Nous laisserons Diane de Poitiers continuer la chasse avec ardeur, sans s’inquiéter d’autre chose que de traquer le cerf : nous laisserons François Ier, escorté de sa petite troupe de gentilshommes, cheminer en causant bruyamment, et nous le précéderons à Fontainebleau.
Nous avons vu que Margentine était arrivée devant le château. Une sentinelle lui avait crié :
– Au large, ou je fais feu !…
La folle s’était arrêtée.
La duchesse lui avait recommandé la patience. Et Margentine avait promis. Elle se souvenait très bien.
Si bien, même, qu’elle demanda à un soldat qui passait :
– Est-ce que le roi doit aller à la chasse ?
– À la chasse ? Il y est, la belle blonde.
– Ah ! Il y est… Et savez-Vous si Gillette est avec lui ?
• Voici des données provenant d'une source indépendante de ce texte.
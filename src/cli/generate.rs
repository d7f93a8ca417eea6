use crate::cli::CliContext;
use crate::constants;
use crate::core::passgen::{self, PasswordOptions};
use anyhow::{bail, Result};
use clap::Args;

/// Password generator knobs, shared by `generate`, `add` and `edit`.
#[derive(Args, Debug, Clone)]
pub struct GeneratorArgs {
    /// Length of the generated password
    #[arg(long, default_value_t = constants::DEFAULT_PASSWORD_LENGTH)]
    pub length: usize,

    /// Leave out uppercase letters
    #[arg(long)]
    pub no_uppercase: bool,

    /// Leave out digits
    #[arg(long)]
    pub no_numbers: bool,

    /// Include symbols
    #[arg(long)]
    pub symbols: bool,
}

impl GeneratorArgs {
    pub fn options(&self) -> PasswordOptions {
        PasswordOptions {
            length: self.length,
            uppercase: !self.no_uppercase,
            numbers: !self.no_numbers,
            symbols: self.symbols,
        }
    }
}

#[derive(Args, Debug)]
pub struct GenerateArgs {
    #[command(flatten)]
    pub generator: GeneratorArgs,
}

pub fn run(_ctx: &CliContext, args: GenerateArgs) -> Result<()> {
    if args.generator.length == 0 {
        bail!("--length must be at least 1");
    }
    let password = passgen::generate(&args.generator.options());
    println!("{}", password.as_str());
    Ok(())
}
Le soldat demeura stupéfait. Il savait que Gillette était le nom de la duchesse de Fontainebleau, et il fut émerveillé que cette sorte de pauvresse parlât d’une personne qui passait aux yeux des uns pour la maîtresse de François Ier, aux yeux des autres pour sa fille.
Il bredouilla quelques mots et se hâta vers le château, de crainte d’être vu avec une personne aussi dénuée de respect pour ces êtres à demi fabuleux qui évoluaient dans le monde de la cour.
Tout à coup, derrière elle, elle entendit crier : « Vive le roi ! »
Elle se retourna soudain, pâlie et tremblante.
– Le roi ! murmura-t-elle. Le roi !… Lui ! François !
Un groupe de cavaliers s’avançait vers les grilles du château. Celui qui venait en tête, en avant de tous les autres de quelques pas, était un seigneur de haute mine, dont le pourpoint de velours cramoisi faisait valoir la taille.
Et les yeux de Margentine buvaient, pour ainsi dire, cette vision, avec un étonnement infini, tandis qu’il lui semblait que tout craquait en elle et qu’un prodigieux travail s’accomplissait dans sa tête !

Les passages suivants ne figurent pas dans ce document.